Most Kiwi 2-year-olds are watching TV every day, a new report suggests, but a Tauranga early childhood teacher says books still have their place.

Auckland University's government-funded Growing Up in New Zealand longitudinal study is tracking the early lives of almost 7000 Auckland and Waikato children and its latest report on 2-year-olds has just been released.

It showed about 80 per cent of Kiwi 2-year-olds were watching TV or DVDs every day, while 66 per cent had books read to them every day. The report said many 2-year-olds could use technology with ease, and most were spending an average of one-and-a-half hours each day watching television.

Active Kids Early Childcare Centre assistant manager Jan Rowland said she was not surprised by the finding that most Kiwi kids were watching TV every day. Books were still vitally important for a child's early development, with storytelling time helping their verbal language and listening skills, and seeing examples of the alphabet helping to prepare them for school, she said.

The centre used books in various ways, including making its own versions of popular stories, or making books based on the children's interests. "It teaches them respect and care for the books.nts she said.

"You actually have to look after a book. We teach them about where [to] find the author. We teach them the different parts of the book. We have trips to the library." She said she made sure all her grandchildren received books as presents.

The report said more than half of Kiwi 2-year-olds were in regular early childhood education, mainly because of their parents' work commitments but also because parents hoped early education had a positive impact on their children's social and language development.
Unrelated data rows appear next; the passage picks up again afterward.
//! Probe Runner: opens a transport per probe, exchanges bytes, enforces a
//! timeout, and bounds concurrency with a counting semaphore. Probes are
//! isolated — any fault anywhere in a single probe's sequence degrades only
//! that probe's slot in the fingerprint, never the whole scan.

use std::net::SocketAddr;
use std::sync::Arc;
use std::time::Duration;

use jarm_core::random::{GreaseChooser, RandomSource};
use jarm_core::{build, parse, ParseOutcome, ProbeProfile, TEN_PROFILES};
use tokio::io::{AsyncReadExt, AsyncWriteExt};
use tokio::sync::Semaphore;

use crate::proxy::{self, ProxyConfig};
use crate::transport::{AddressFamily, Resolver, Transport};

/// The single recv cap every probe reads under, matching the reference
/// scanner's one-shot blocking read.
const RECV_CAP: usize = 1484;

/// Per-scan knobs threaded down from the CLI.
pub struct ScanOptions {
    pub port: u16,
    pub timeout_secs: u64,
    pub address_family: AddressFamily,
    pub concurrency: usize,
    pub proxy: Option<ProxyConfig>,
}

impl Default for ScanOptions {
    fn default() -> Self {
        Self {
            port: 443,
            timeout_secs: 20,
            address_family: AddressFamily::Any,
            concurrency: 2,
            proxy: None,
        }
    }
}

/// Runs all ten probes against `host`, with bounded concurrency, and folds
/// the results into a JARM string. Never returns an error: a resolver or
/// transport fault just fails the affected probe(s), and an all-failure
/// scan naturally assembles to the all-zero sentinel.
pub async fn scan(
    host: &str,
    options: &ScanOptions,
    resolver: Arc<dyn Resolver>,
    transport: Arc<dyn Transport>,
    random: Arc<dyn RandomSource>,
    grease: Arc<dyn GreaseChooser>,
) -> String {
    let semaphore = Arc::new(Semaphore::new(options.concurrency.max(1)));
    let mut handles = Vec::with_capacity(10);

    for profile in TEN_PROFILES.iter() {
        let semaphore = Arc::clone(&semaphore);
        let resolver = Arc::clone(&resolver);
        let transport = Arc::clone(&transport);
        let random = Arc::clone(&random);
        let grease = Arc::clone(&grease);
        let host = host.to_string();
        let port = options.port;
        let timeout_secs = options.timeout_secs;
        let address_family = options.address_family;
        let proxy = options.proxy.clone();

        handles.push(tokio::spawn(async move {
            let _permit = semaphore.acquire().await;
            run_one_probe(
                profile,
                &host,
                port,
                timeout_secs,
                address_family,
                proxy.as_ref(),
                resolver.as_ref(),
                transport.as_ref(),
                random.as_ref(),
                grease.as_ref(),
            )
            .await
        }));
    }

    // Reassemble in canonical profile order — a JARM is order-sensitive,
    // and probes may have completed in any order.
    let mut renderings: [String; 10] = std::array::from_fn(|_| String::new());
    for (i, handle) in handles.into_iter().enumerate() {
        let outcome = handle.await.unwrap_or(ParseOutcome::Failed);
        renderings[i] = outcome.render();
    }

    jarm_core::assemble(&renderings)
}

#[allow(clippy::too_many_arguments)]
async fn run_one_probe(
    profile: &ProbeProfile,
    host: &str,
    port: u16,
    timeout_secs: u64,
    address_family: AddressFamily,
    proxy: Option<&ProxyConfig>,
    resolver: &dyn Resolver,
    transport: &dyn Transport,
    random: &dyn RandomSource,
    grease: &dyn GreaseChooser,
) -> ParseOutcome {
    let attempt = probe_once(profile, host, port, address_family, proxy, resolver, transport, random, grease);

    match tokio::time::timeout(Duration::from_secs(timeout_secs), attempt).await {
        Ok(Ok(buf)) => parse(&buf),
        Ok(Err(err)) => {
            log::debug!("probe {} against {host}:{port} failed: {err}", profile.name);
            ParseOutcome::Failed
        }
        Err(_) => {
            log::debug!("probe {} against {host}:{port} timed out", profile.name);
            ParseOutcome::Failed
        }
    }
}

#[allow(clippy::too_many_arguments)]
async fn probe_once(
    profile: &ProbeProfile,
    host: &str,
    port: u16,
    address_family: AddressFamily,
    proxy: Option<&ProxyConfig>,
    resolver: &dyn Resolver,
    transport: &dyn Transport,
    random: &dyn RandomSource,
    grease: &dyn GreaseChooser,
) -> std::io::Result<Vec<u8>> {
    let (connect_host, connect_port) = match proxy {
        Some(p) => (p.host.as_str(), p.port),
        None => (host, port),
    };

    let ip = resolver.resolve(connect_host, address_family).await?;
    let addr = SocketAddr::new(ip, connect_port);
    let stream = transport.connect(addr).await?;

    #[cfg(feature = "proxy-tls")]
    let mut stream = maybe_wrap_tls(stream, connect_host, proxy).await?;
    #[cfg(not(feature = "proxy-tls"))]
    let mut stream = stream;

    if let Some(p) = proxy {
        proxy::tunnel(&mut stream, host, port, p.auth.as_ref())
            .await
            .map_err(|e| std::io::Error::new(std::io::ErrorKind::Other, e.to_string()))?;
    }

    let payload = build(profile, host, random, grease);
    stream.write_all(&payload).await?;
    stream.flush().await?;

    let mut buf = vec![0u8; RECV_CAP];
    let n = stream.read(&mut buf).await?;
    buf.truncate(n);
    Ok(buf)
}

/// TLS-wraps the stream when the proxy itself is reached over `https://`.
/// Plain `http://` proxies and direct (non-proxied) connections pass through.
#[cfg(feature = "proxy-tls")]
async fn maybe_wrap_tls(
    stream: Box<dyn crate::transport::AsyncDuplex>,
    connect_host: &str,
    proxy: Option<&ProxyConfig>,
) -> std::io::Result<Box<dyn crate::transport::AsyncDuplex>> {
    let Some(p) = proxy else {
        return Ok(stream);
    };
    if p.scheme != crate::proxy::ProxyScheme::Https {
        return Ok(stream);
    }
    let tls = crate::tls::wrap(stream, connect_host, p.insecure)
        .await
        .map_err(|e| std::io::Error::new(std::io::ErrorKind::Other, e.to_string()))?;
    Ok(Box::new(tls))
}

#[cfg(test)]
mod tests {
    use super::*;
    use crate::transport::mock::{LoopbackResolver, ScriptedTransport};
    use jarm_core::random::{FixedGreaseChooser, FixedRandomSource};

    fn random_source() -> Arc<dyn RandomSource> {
        Arc::new(FixedRandomSource::new(vec![0x42; 32]))
    }

    fn grease_chooser() -> Arc<dyn GreaseChooser> {
        Arc::new(FixedGreaseChooser(0x5a5a))
    }

    #[tokio::test]
    async fn all_probes_timing_out_yields_all_zero_jarm() {
        let options = ScanOptions {
            port: 443,
            timeout_secs: 20,
            address_family: AddressFamily::Any,
            concurrency: 2,
            proxy: None,
        };
        // No scripted responses at all: every connect gets an empty read,
        // which the parser renders as Failed.
        let transport: Arc<dyn Transport> = Arc::new(ScriptedTransport::new(vec![]));
        let resolver: Arc<dyn Resolver> = Arc::new(LoopbackResolver);

        let jarm = scan("example.com", &options, resolver, transport, random_source(), grease_chooser()).await;
        assert_eq!(jarm, "0".repeat(62));
    }
}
A further key finding was the high level of mobility in Kiwi families, about one-third having moved house since their child was nine months old. About 55 per cent lived in family-owned accommodation, and about 45 per cent in rented accommodation.

Study director Associate Professor Susan Morton said the high mobility, the diversity of the environment, and the changing circumstances of families presented a challenge as to how health, education and social services were best delivered to children during their earliest years. The children and their families were recruited from Auckland, Counties Manukau and Waikato, but were now living across New Zealand and overseas.